Am nächsten Tag ist alles anders. Dauerhaft anders. Muslime haben es schwerer. In der Welt. In Deutschland. In Hattingen. Erkan Cöloglu hat aus seiner sehr strengen Gläubigkeit nie einen Hehl gemacht. Er betet fünfmal am Tag. Er fastet. Von einem Tag auf den anderen schieben sich über zurückhaltendes Interesse oder betonte Gleichgültigkeit der Deutschen gegenüber den Muslimen nun spürbare Skepsis und offene Ablehnung. Die Kulturen rücken auseinander.

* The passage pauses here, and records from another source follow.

//! Replay a fixture through an accounting strategy

use anyhow::Result;
use colored::Colorize;
use serde::Serialize;
use sim_lib::strategy::{self, StrategyKind};
use sim_lib::{
    render_metrics, CapacitySnapshot, InMemoryStore, NodeCapacity, OvercommitPolicy, Pod,
    ResourceList, Strategy,
};
use std::path::Path;
use std::sync::Arc;
use tabled::Tabled;
use tracing::{info, warn};

use crate::config::SimulatorConfig;
use crate::fixture::Fixture;
use crate::output::{
    color_status, format_resources, print_error, print_info, print_json, print_success,
    print_table, print_warning, OutputFormat,
};

/// What happened to one pod during the replay
#[derive(Debug, Clone, Copy, PartialEq, Eq, Serialize)]
#[serde(rename_all = "lowercase")]
pub enum OutcomeStatus {
    Admitted,
    Overcommitted,
    Rejected,
    Skipped,
}

impl OutcomeStatus {
    pub fn as_str(&self) -> &'static str {
        match self {
            OutcomeStatus::Admitted => "admitted",
            OutcomeStatus::Overcommitted => "overcommitted",
            OutcomeStatus::Rejected => "rejected",
            OutcomeStatus::Skipped => "skipped",
        }
    }
}

#[derive(Debug, Clone, Serialize)]
pub struct Outcome {
    pub pod: String,
    #[serde(skip_serializing_if = "Option::is_none")]
    pub node: Option<String>,
    pub status: OutcomeStatus,
    #[serde(skip_serializing_if = "ResourceList::is_empty")]
    pub requested: ResourceList,
    #[serde(skip_serializing_if = "ResourceList::is_empty")]
    pub shortfall: ResourceList,
    #[serde(skip_serializing_if = "Option::is_none")]
    pub error: Option<String>,
}

/// Store and strategy state after a replay
pub struct Simulation {
    pub store: Arc<InMemoryStore>,
    pub strategy: Arc<dyn Strategy>,
    pub outcomes: Vec<Outcome>,
}

#[derive(Serialize)]
struct SimulationReport<'a> {
    strategy: StrategyKind,
    policy: OvercommitPolicy,
    outcomes: &'a [Outcome],
    nodes: &'a [NodeCapacity],
    #[serde(skip_serializing_if = "Option::is_none")]
    metrics: Option<String>,
}

/// Row for the per-node capacity table
#[derive(Tabled)]
struct NodeRow {
    #[tabled(rename = "Node")]
    name: String,
    #[tabled(rename = "Capacity")]
    capacity: String,
    #[tabled(rename = "Allocatable")]
    allocatable: String,
    #[tabled(rename = "Requested")]
    requested: String,
    #[tabled(rename = "Pods")]
    pods: usize,
}

impl From<&NodeCapacity> for NodeRow {
    fn from(node: &NodeCapacity) -> Self {
        Self {
            name: node.name.clone(),
            capacity: format_resources(&node.capacity),
            allocatable: format_resources(&node.allocatable),
            requested: format_resources(&node.requested),
            pods: node.pods,
        }
    }
}

/// Admit every scheduled pod in order, recording each result
pub async fn replay(strategy: &dyn Strategy, pods: &[Pod]) -> Vec<Outcome> {
    let mut outcomes = Vec::with_capacity(pods.len());

    for pod in pods {
        let key = pod.key();
        let Some(node) = pod.node_name() else {
            outcomes.push(Outcome {
                pod: key.to_string(),
                node: None,
                status: OutcomeStatus::Skipped,
                requested: ResourceList::new(),
                shortfall: ResourceList::new(),
                error: None,
            });
            continue;
        };

        let outcome = match strategy.add(pod).await {
            Ok(admission) => Outcome {
                pod: key.to_string(),
                node: Some(admission.node.clone()),
                status: if admission.is_overcommitted() {
                    OutcomeStatus::Overcommitted
                } else {
                    OutcomeStatus::Admitted
                },
                requested: admission.requested,
                shortfall: admission.shortfall,
                error: None,
            },
            Err(e) => {
                warn!(pod = %key, node = %node, error = %e, "Admission failed");
                Outcome {
                    pod: key.to_string(),
                    node: Some(node.to_string()),
                    status: OutcomeStatus::Rejected,
                    requested: ResourceList::new(),
                    shortfall: ResourceList::new(),
                    error: Some(e.to_string()),
                }
            }
        };
        outcomes.push(outcome);
    }

    outcomes
}

/// Load a fixture into a fresh store and replay it
pub async fn prepare(fixture_path: &Path, config: &SimulatorConfig) -> Result<Simulation> {
    let fixture = Fixture::load(fixture_path)?;
    let store = Arc::new(InMemoryStore::new());
    fixture.seed(&store);

    info!(
        nodes = fixture.nodes.len(),
        pods = fixture.pods.len(),
        strategy = %config.strategy,
        policy = %config.accounting.overcommit,
        "Fixture loaded"
    );

    let strategy = strategy::build(
        config.strategy,
        Arc::clone(&store),
        config.accounting.clone(),
    );
    let outcomes = replay(strategy.as_ref(), &fixture.pods).await;

    Ok(Simulation {
        store,
        strategy,
        outcomes,
    })
}

fn print_outcome(outcome: &Outcome) {
    let node = outcome.node.as_deref().unwrap_or("-");
    let status = color_status(outcome.status.as_str());
    match outcome.status {
        OutcomeStatus::Admitted => print_success(&format!(
            "{} {} on {} ({})",
            outcome.pod,
            status,
            node,
            format_resources(&outcome.requested)
        )),
        OutcomeStatus::Overcommitted => print_warning(&format!(
            "{} {} on {}, short by {}",
            outcome.pod,
            status,
            node,
            format_resources(&outcome.shortfall)
        )),
        OutcomeStatus::Rejected => print_error(&format!(
            "{} {} on {}: {}",
            outcome.pod,
            status,
            node,
            outcome.error.as_deref().unwrap_or("unknown error")
        )),
        OutcomeStatus::Skipped => {
            print_info(&format!("{} {}: no target node", outcome.pod, status))
        }
    }
}

/// Run the simulation and print outcomes and node capacity
pub async fn run(
    fixture: &Path,
    config: &SimulatorConfig,
    format: OutputFormat,
    with_metrics: bool,
) -> Result<()> {
    let simulation = prepare(fixture, config).await?;
    let snapshot = CapacitySnapshot::new(Arc::clone(&simulation.store), &config.accounting);
    let nodes = snapshot.cluster().await?;
    let metrics = if with_metrics {
        Some(render_metrics()?)
    } else {
        None
    };

    match format {
        OutputFormat::Json => {
            print_json(&SimulationReport {
                strategy: config.strategy,
                policy: config.accounting.overcommit,
                outcomes: &simulation.outcomes,
                nodes: &nodes,
                metrics,
            })?;
        }
        OutputFormat::Table => {
            println!(
                "{}",
                format!(
                    "Simulation ({} strategy, {} policy)",
                    simulation.strategy.name(),
                    config.accounting.overcommit
                )
                .bold()
            );
            println!("{}", "=".repeat(50));
            for outcome in &simulation.outcomes {
                print_outcome(outcome);
            }
            println!();

            let rows: Vec<NodeRow> = nodes.iter().map(NodeRow::from).collect();
            print_table(&rows);

            if let Some(metrics) = metrics {
                println!();
                print!("{}", metrics);
            }
        }
    }

    Ok(())
}

#[cfg(test)]
mod tests {
    use super::*;
    use sim_lib::{Node, StrategyConfig};

    fn cpu(value: &str) -> ResourceList {
        ResourceList::new().with("cpu", value.parse().unwrap())
    }

    #[tokio::test]
    async fn test_replay_records_every_pod() {
        let store = Arc::new(InMemoryStore::new());
        store.insert_node(Node::new("node-a", cpu("1"), cpu("1")));
        let strategy = strategy::build(
            StrategyKind::Predictive,
            Arc::clone(&store),
            StrategyConfig::default(),
        );

        let pods = vec![
            Pod::new("default", "fits").with_container(cpu("600m")).on_node("node-a"),
            Pod::new("default", "squeezed").with_container(cpu("600m")).on_node("node-a"),
            Pod::new("default", "lost").with_container(cpu("1")).on_node("node-z"),
            Pod::new("default", "pending").with_container(cpu("1")),
        ];
        let outcomes = replay(strategy.as_ref(), &pods).await;

        let statuses: Vec<OutcomeStatus> = outcomes.iter().map(|o| o.status).collect();
        assert_eq!(
            statuses,
            vec![
                OutcomeStatus::Admitted,
                OutcomeStatus::Overcommitted,
                OutcomeStatus::Rejected,
                OutcomeStatus::Skipped,
            ]
        );
        assert_eq!(outcomes[1].shortfall, cpu("200m"));
        assert!(outcomes[2].error.as_deref().unwrap().contains("node-z"));
    }
}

Erkan Cöloglu nimmt das wahr am Tag nach dem 11. September 2001. In der Nacht hat er mit Freunden und der Familie noch lange diskutiert. Alle sind sich einig: „Die Terroranschläge sind ein Verbrechen gegen die Menschlichkeit. Wir trauern mit Freunden und Familien der Opfer.“
Zwei Sätze, die Cöloglu immer wieder sagen muss in den Wochen und Monaten nach dem Tag, der die Welt veränderte. „Wir Muslime waren auf einmal pauschal verdächtig, pauschal bedrohlich, pauschal gewalttätig. Die gesellschaftliche Ausgrenzung war mit Händen zu greifen“, erinnert sich Erkan Cöloglu, der bereits damals Mitglied im Moscheeverein war. Sie hätten überlegt, wie man die Öffentlichkeit von dem überzeugen könne, was ihnen wichtig und richtig erschien. Cöloglu: „Das Wort ,Islam’ bedeutet Frieden. Terrorismus hat keine Religion. Nur: Das wollte damals niemand mehr hören. Mir war klar, dass es bis zur Kultur der Toleranz ein langer Weg sein würde. Wir sind noch lange nicht angekommen.“
Als aktuellen Beleg dafür nennt der Vorsitzende der Türkisch-Islamischen Gemeinde in Hattingen das Attentat in Norwegen. Alle hätten reflexartig geglaubt, da seien wieder mal Muslime am bösen Werk gewesen. Bis sich dann herausstellte, dass der Massenmörder ein norwegischer Rechtsradikaler war.
„Die Islamfeindlichkeit in Deutschland ist nicht nur da“, sagt Cöloglu, „sie wird zudem stark unterschätzt. Es ist schlimm, dass islamfeindliche Literatur über Nacht zum Bestseller wird.“
Helfen könne da nur Offenheit, Ehrlichkeit – dazu müsse man miteinander reden.
Auch über Parallelgesellschaften, Ehrenmorde, Integrationsblockade?
„Ja, natürlich auch darüber. Es gehören immer zwei Seiten zu einem Dialog“, versichert Hattingens türkischer Spitzenfunktionär, der am Donnerstag geheiratet hat und in Kürze auch deutscher Staatsbürger sein wird. Vorbehalte versperren, Dialoge öffnen Türen. Die Tore der Türkisch-Islamischen Gemeinde, ausdrücklich auch die der Fatih-Moschee an der Martin-Luther-Straße 24, hält Erkan Cöloglu für die Begegnung mit Christen offen und will das auch weiterhin tun. Allerdings sei es so, dass zu Kulturfesten oder ähnlichen Gesprächsangeboten nur selten die mit den Vorbehalten kommen.